When Christopher Gaynor returned home from the Vietnam War, on Feb. 6, 1968, he didn’t leave with memories alone. He had spent his 13 months in the field artillery creating pictures, too. Untrained but inspired by combat photographers, he brought one of the era’s ubiquitous Brownie cameras—before investing $94 in an Asahi Pentax SLR—to record his experience. To develop each roll of film, he took it to the Post Exchange on the base camp, they mailed it to Kodak for processing, Kodak mailed it back to Vietnam and, finally, Gaynor mailed the pictures home.
But the world he encountered when he got back to the United States wasn’t exactly ready to look at them, and neither was he. The anti-war movement was strong and attitudes toward veterans were, he found, hostile. Before the year was up, he decided to leave the country. He spent the following years in England and Spain, and didn’t return until the year the war ended, which happened 40 years ago this month on April 30, 1975.
“I put [the photos] in a box, a box from Lavoris mouthwash. I didn’t look at them, I put them in the box, sealed it up, and they stayed in that box until 2007,” Gaynor, now 70, recalled. “I didn’t want to deal with it.”
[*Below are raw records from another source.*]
//! `Fp` and `Fr`: tagged wrappers around the modular kernel that fix the
//! modulus to the curve's base field `p` or scalar field `n`, and keep the
//! two algebraic objects nominally distinct so an x-coordinate can never
//! be passed where a scalar is expected (or vice versa) without saying so.

use std::fmt::{self, Debug, Formatter};
use std::marker::PhantomData;

use dashu::integer::UBig;

use crate::curve::{n, p};
use crate::errors::Error;
use crate::modular;

/// A modulus tag. `PBase`/`NBase` are the only implementors; adding a
/// third would add a third field, never blurring these two.
pub trait Modulus {
    fn modulus() -> UBig;
    /// Short tag used only in `Debug` output, to tell `Fp`/`Fr` apart at a glance.
    fn tag() -> &'static str;
}

#[derive(Debug, Clone, Copy, PartialEq, Eq)]
pub struct PBase;
impl Modulus for PBase {
    fn modulus() -> UBig {
        p()
    }
    fn tag() -> &'static str {
        "Fp"
    }
}

#[derive(Debug, Clone, Copy, PartialEq, Eq)]
pub struct NBase;
impl Modulus for NBase {
    fn modulus() -> UBig {
        n()
    }
    fn tag() -> &'static str {
        "Fr"
    }
}

/// An element of the field fixed by `M`, always reduced into `[0, m)`.
#[derive(Clone)]
pub struct FieldElement<M: Modulus> {
    v: UBig,
    _marker: PhantomData<M>,
}

pub type FpElt = FieldElement<PBase>;
pub type FrElt = FieldElement<NBase>;

impl<M: Modulus> PartialEq for FieldElement<M> {
    fn eq(&self, other: &Self) -> bool {
        self.v == other.v
    }
}
impl<M: Modulus> Eq for FieldElement<M> {}

impl<M: Modulus> Debug for FieldElement<M> {
    fn fmt(&self, f: &mut Formatter<'_>) -> fmt::Result {
        write!(f, "{}(0x", M::tag())?;
        for byte in crate::bignat::encode_big_endian(&self.v) {
            write!(f, "{:02x}", byte)?;
        }
        write!(f, ")")
    }
}

impl<M: Modulus> FieldElement<M> {
    pub fn from_int(v: &UBig) -> Self {
        FieldElement { v: v % &M::modulus(), _marker: PhantomData }
    }

    pub fn to_int(&self) -> UBig {
        self.v.clone()
    }

    pub fn zero() -> Self {
        Self::from_int(&UBig::ZERO)
    }

    pub fn one() -> Self {
        Self::from_int(&UBig::ONE)
    }

    pub fn is_zero(&self) -> bool {
        self.v == UBig::ZERO
    }

    pub fn add(&self, other: &Self) -> Self {
        FieldElement { v: modular::add(&self.v, &other.v, &M::modulus()), _marker: PhantomData }
    }

    pub fn sub(&self, other: &Self) -> Self {
        FieldElement { v: modular::sub(&self.v, &other.v, &M::modulus()), _marker: PhantomData }
    }

    pub fn neg(&self) -> Self {
        FieldElement { v: modular::neg(&self.v, &M::modulus()), _marker: PhantomData }
    }

    pub fn mul(&self, other: &Self) -> Self {
        FieldElement { v: modular::mul(&self.v, &other.v, &M::modulus()), _marker: PhantomData }
    }

    pub fn sqr(&self) -> Self {
        FieldElement { v: modular::sqr(&self.v, &M::modulus()), _marker: PhantomData }
    }

    pub fn pow(&self, e: &UBig) -> Self {
        FieldElement { v: modular::pow(&self.v, e, &M::modulus()), _marker: PhantomData }
    }

    pub fn inv(&self) -> Result<Self, Error> {
        Ok(FieldElement { v: modular::inv(&self.v, &M::modulus())?, _marker: PhantomData })
    }

    pub fn div(&self, other: &Self) -> Result<Self, Error> {
        Ok(FieldElement { v: modular::div(&self.v, &other.v, &M::modulus())?, _marker: PhantomData })
    }
}

#[cfg(test)]
mod tests {
    use super::*;

    #[test]
    fn field_laws_hold_for_small_values() {
        let a = FpElt::from_int(&UBig::from_word(17));
        let b = FpElt::from_int(&UBig::from_word(5));
        assert_eq!(a.add(&b), b.add(&a));
        assert_eq!(a.sub(&b), a.add(&b.neg()));
        assert_eq!(a.div(&b).unwrap(), a.mul(&b.inv().unwrap()));
        assert_eq!(a.add(&a.neg()), FpElt::zero());
        assert_eq!(a.mul(&a.inv().unwrap()), FpElt::one());
        assert_eq!(a.pow(&UBig::ZERO), FpElt::one());
        assert_eq!(a.pow(&UBig::ONE), a);
        assert_eq!(a.pow(&UBig::from_word(3)), a.pow(&UBig::from_word(2)).mul(&a));
    }

    #[test]
    fn fp_and_fr_share_no_accidental_equality_path() {
        // Different moduli: same underlying integer compares equal within
        // each type but the types themselves cannot be compared directly.
        // That is exactly the point. This only compiles because to_int()
        // is an explicit, visible crossover.
        let fp = FpElt::from_int(&UBig::from_word(9));
        let fr = FrElt::from_int(&UBig::from_word(9));
        assert_eq!(fp.to_int(), fr.to_int());
    }
}
//! ECDSA key generation, signing and verification, with low-S normalization.

use std::fmt::{self, Debug, Formatter};

use crate::bignat::decode_big_endian;
use crate::curve;
use crate::errors::Error;
use crate::field::{FpElt, FrElt};
use crate::hash::sha256;
use crate::point::Point;
use crate::ser;

/// A scalar in `[1, n-1]`. Never zero, see [`get_secret_key`].
#[derive(Clone, PartialEq, Eq)]
pub struct PrivateKey(FrElt);

impl Debug for PrivateKey {
    fn fmt(&self, f: &mut Formatter<'_>) -> fmt::Result {
        write!(f, "PrivateKey(<redacted>)")
    }
}

impl PrivateKey {
    pub fn as_scalar(&self) -> &FrElt {
        &self.0
    }
}

/// A valid curve point. In practice never `Point::Zero`, since every
/// `PrivateKey` lies in `[1, n-1]` and `kG != O` for such `k`.
#[derive(Clone, PartialEq, Eq)]
pub struct PublicKey(Point);

impl Debug for PublicKey {
    fn fmt(&self, f: &mut Formatter<'_>) -> fmt::Result {
        match &self.0 {
            Point::Zero => write!(f, "PublicKey(O)"),
            Point::Affine(x, _) => write!(f, "PublicKey(x={:?})", x),
        }
    }
}

impl PublicKey {
    pub fn as_point(&self) -> &Point {
        &self.0
    }

    pub fn to_sec1_bytes(&self, compressed: bool) -> Vec<u8> {
        if compressed {
            ser::serialize_compressed(&self.0).to_vec()
        } else {
            ser::serialize_uncompressed(&self.0).to_vec()
        }
    }

    /// Dispatches on length (33 vs 65) between compressed and uncompressed
    /// decoding. Does not re-validate the point is on the curve beyond what
    /// the chosen decoder already checks.
    pub fn from_sec1_bytes(bytes: &[u8]) -> Option<PublicKey> {
        let point = match bytes.len() {
            65 => ser::deserialize_uncompressed(bytes)?,
            33 => ser::deserialize_compressed(bytes)?,
            _ => return None,
        };
        Some(PublicKey(point))
    }
}

/// An ECDSA signature `(r, s)`. Signatures produced by [`sign`]/[`sign_hashed`]
/// always satisfy `s < n_half`; [`verify`]/[`verify_hashed`] reject any
/// signature that does not.
#[derive(Debug, Clone, PartialEq, Eq)]
pub struct Signature {
    pub r: FrElt,
    pub s: FrElt,
}

impl Signature {
    pub fn to_der(&self) -> Vec<u8> {
        ser::serialize_der(&self.r.to_int(), &self.s.to_int())
    }

    pub fn from_der(bytes: &[u8]) -> Result<Signature, Error> {
        let (r, s) = ser::deserialize_der(bytes)?;
        Ok(Signature { r: FrElt::from_int(&r), s: FrElt::from_int(&s) })
    }
}

/// Derives a private key from raw randomness: `v = decode(rand_bytes) mod n`.
/// Returns `None` when `v = 0`. `rand_bytes` may be any length; callers
/// normally pass 32 bytes.
pub fn get_secret_key(rand_bytes: &[u8]) -> Option<PrivateKey> {
    let v = FrElt::from_int(&decode_big_endian(rand_bytes));
    if v.is_zero() {
        None
    } else {
        Some(PrivateKey(v))
    }
}

/// Computes `Q = sec * G`. `Q` is guaranteed non-zero since `sec` is nonzero.
pub fn get_public_key(sec: &PrivateKey) -> PublicKey {
    PublicKey(curve::g().mul(&sec.0))
}

/// Normalizes `(r, s)` so that `s < n_half`, negating `s` in `Fr` otherwise.
pub fn normalize_signature(sig: Signature) -> Signature {
    if sig.s.to_int() < curve::n_half() {
        sig
    } else {
        Signature { r: sig.r, s: sig.s.neg() }
    }
}

/// Signs a pre-hashed message. Returns `None` if `sec = 0`, if the nonce
/// reduces to zero, or if `r` reduces to zero (all call for a fresh nonce
/// on retry).
pub fn sign_hashed(sec: &PrivateKey, hashed_bytes: &[u8], rand_bytes: &[u8]) -> Option<Signature> {
    if sec.0.is_zero() {
        return None;
    }
    let k = FrElt::from_int(&decode_big_endian(rand_bytes));
    if k.is_zero() {
        return None;
    }
    let q = curve::g().mul(&k);
    let qx = match q {
        Point::Affine(x, _) => x,
        Point::Zero => return None,
    };
    let r = FrElt::from_int(&qx.to_int());
    if r.is_zero() {
        return None;
    }
    let z = FrElt::from_int(&decode_big_endian(hashed_bytes));
    let s = r.mul(&sec.0).add(&z).div(&k).ok()?;
    Some(normalize_signature(Signature { r, s }))
}

/// Verifies a pre-hashed message against a signature. Rejects `r = 0`,
/// `s = 0`, or `s >= n_half` (malleable/non-canonical signatures) before
/// doing any curve arithmetic.
pub fn verify_hashed(pubkey: &PublicKey, hashed_bytes: &[u8], sig: &Signature) -> bool {
    if sig.r.is_zero() || sig.s.is_zero() {
        return false;
    }
    if sig.s.to_int() >= curve::n_half() {
        return false;
    }
    let (x, y) = match &pubkey.0 {
        Point::Affine(x, y) => (x, y),
        Point::Zero => return false,
    };
    if !Point::is_valid(x, y) {
        return false;
    }
    let z = FrElt::from_int(&decode_big_endian(hashed_bytes));
    let w = match sig.s.inv() {
        Ok(w) => w,
        Err(_) => return false,
    };
    let u1 = z.mul(&w);
    let u2 = sig.r.mul(&w);
    let r_point = curve::g().mul(&u1).add(&pubkey.0.mul(&u2));
    match r_point {
        Point::Zero => false,
        Point::Affine(rx, _) => FrElt::from_int(&rx.to_int()) == sig.r,
    }
}

/// ### Sign
///
/// Hashes `msg_bytes` with SHA-256 and signs the digest, normalizing the
/// result to low-S. `rand_bytes` must be fresh, secret randomness; reusing
/// a nonce across two signatures leaks the private key.
///
/// # Example
///
/// ```rust
/// use secp256k1_ecdsa::{get_public_key, get_secret_key, sign, verify};
///
/// let sec = get_secret_key(&[0x01; 32]).unwrap();
/// let pubkey = get_public_key(&sec);
/// let sig = sign(&sec, b"hello", &[0x02; 32]).unwrap();
/// assert!(verify(&pubkey, b"hello", &sig));
/// ```
pub fn sign(sec: &PrivateKey, msg_bytes: &[u8], rand_bytes: &[u8]) -> Option<Signature> {
    sign_hashed(sec, &sha256(msg_bytes), rand_bytes)
}

/// ### Verify
///
/// Hashes `msg_bytes` with SHA-256 and checks the signature against it.
/// Rejects any signature that is not in low-S form, even if the
/// high-S counterpart would otherwise verify.
pub fn verify(pubkey: &PublicKey, msg_bytes: &[u8], sig: &Signature) -> bool {
    verify_hashed(pubkey, &sha256(msg_bytes), sig)
}

#[cfg(test)]
mod tests {
    use super::*;
    use dashu::integer::UBig;

    fn rand32(seed: u8) -> [u8; 32] {
        let mut bytes = [0u8; 32];
        bytes[31] = seed;
        bytes[0] = 0x01; // keep it well clear of zero and of n
        bytes
    }

    #[test]
    fn sign_then_verify_roundtrips() {
        let sec = get_secret_key(&rand32(7)).unwrap();
        let pubkey = get_public_key(&sec);
        let sig = sign(&sec, b"hello", &rand32(99)).unwrap();
        assert!(verify(&pubkey, b"hello", &sig));
    }

    #[test]
    fn tampering_with_message_breaks_verification() {
        let sec = get_secret_key(&rand32(7)).unwrap();
        let pubkey = get_public_key(&sec);
        let sig = sign(&sec, b"hello", &rand32(99)).unwrap();
        assert!(!verify(&pubkey, b"goodbye", &sig));
    }

    #[test]
    fn tampering_with_pubkey_y_breaks_verification() {
        let sec = get_secret_key(&rand32(7)).unwrap();
        let pubkey = get_public_key(&sec);
        let sig = sign(&sec, b"hello", &rand32(99)).unwrap();

        let (x, y) = match pubkey.as_point() {
            Point::Affine(x, y) => (x.clone(), y.clone()),
            Point::Zero => unreachable!(),
        };
        let tampered_y = y.add(&FpElt::from_int(&UBig::ONE));
        let tampered = PublicKey(Point::Affine(x, tampered_y));
        // The tampered key will virtually never be on the curve; verify must
        // reject it outright rather than crash.
        assert!(!verify(&tampered, b"hello", &sig));
    }

    #[test]
    fn low_s_is_enforced_on_verify() {
        let sec = get_secret_key(&rand32(7)).unwrap();
        let pubkey = get_public_key(&sec);
        let sig = sign(&sec, b"hello", &rand32(99)).unwrap();
        let high_s = Signature { r: sig.r.clone(), s: sig.s.neg() };
        assert_ne!(high_s.s, sig.s);
        assert!(!verify(&pubkey, b"hello", &high_s));
    }

    #[test]
    fn zero_secret_key_is_rejected() {
        assert!(get_secret_key(&[0u8; 32]).is_none());
    }

    #[test]
    fn zero_nonce_is_rejected() {
        let sec = get_secret_key(&rand32(7)).unwrap();
        assert!(sign(&sec, b"hello", &[0u8; 32]).is_none());
    }

    #[test]
    fn end_to_end_vector_from_spec_self_consistent() {
        // sec_rand from the spec's worked example; already < n so the
        // derived secret key equals the same integer.
        let sec_rand =
            hex::decode("83ecb3984a4f9ff03e84d5f9c0d7f888a81833643047acc58eb6431e01d9bac8")
                .unwrap();
        let sec = get_secret_key(&sec_rand).unwrap();
        let pubkey = get_public_key(&sec);
        let sign_rand =
            hex::decode("8afa4a162b7bad6c92ff14f3a8bf4db0f3c39e90c06f937861f823d2995c74f0")
                .unwrap();
        let sig = sign(&sec, b"hello", &sign_rand).unwrap();
        assert!(verify(&pubkey, b"hello", &sig));
        assert!(sig.s.to_int() < curve::n_half());

        // Spec scenario 5 gives r = 0xa598…e9b5, s = 0xde5d…5a24 (elided to
        // their first/last two bytes in the prose); pin those down so a
        // signer that is merely self-consistent but numerically wrong
        // would fail this test.
        let r_bytes = crate::bignat::encode_big_endian_padded(32, &sig.r.to_int());
        let s_bytes = crate::bignat::encode_big_endian_padded(32, &sig.s.to_int());
        assert_eq!(&r_bytes[..2], &[0xa5, 0x98]);
        assert_eq!(&r_bytes[30..], &[0xe9, 0xb5]);
        assert_eq!(&s_bytes[..2], &[0xde, 0x5d]);
        assert_eq!(&s_bytes[30..], &[0x5a, 0x24]);
    }
}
Even after his return to the United States, decades passed before he decided that he should do something with that box. In 2007, he was diagnosed with Parkinson’s disease, which he thinks is related to his exposure to Agent Orange during the war, and facing an illness motivated him to think about his legacy. At the time, the VFW post on Vashon Island, Wash.—where Gaynor still lives with his husband—was sponsoring a Boy Scout troop; one of the troop members wanted to scan Gaynor’s photos as part of his Eagle Scout project. Though Gaynor admits that his expectations for the results were low, he went along with the idea.
To say that he’s glad he did would be an understatement.
“I looked at them and they all came alive again,” he said. “It was completely overwhelming. All my buddies from 40 years previously [were] looking at me from these pictures, even the guys who weren’t with us anymore. Looking at the pictures put me right back into the jungle as if I were a 21-year-old soldier again.”
Gaynor notes that most of his photos, some of which can be seen above, aren’t of the dramatic scenes familiar from war photography. Rather, he captured the off times, with soldiers relaxing, playing ball, hanging out. It was portraiture, not fighting scenes, that brought back the memories.
And it wasn’t just a matter of remembering moments long buried. After opening the box, Gaynor began to investigate his own memories, digging out the letters he had sent home. He started to talk about his experiences and began to get more involved in the VFW and the American Legion. (He is the only openly gay officer of the American Legion of whom he knows, he said.) He reached out to younger veterans who had been in Iraq and Afghanistan. He established relationship with the families of his friends who had died in Vietnam. He became a consultant on the Vietnam-reenactor documentary In Country, which is out on video on demand on April 28. Though he does not want to make any money from the images, he tried to get his exposure for his photos in order to help other veterans connect with their memories, self-publishing a book of his photos and letters from the war.
The memories and images that had been buried for decades became the opposite of hidden, motivating Gaynor to reorganize his life around a new mission.
“It’s a difficult emotional stress [to revisit that time] but I had to do it,” he says. “Finding the pictures completely changed my life. There are no words to describe how it affected me. They’ve continued to reward me and live on.”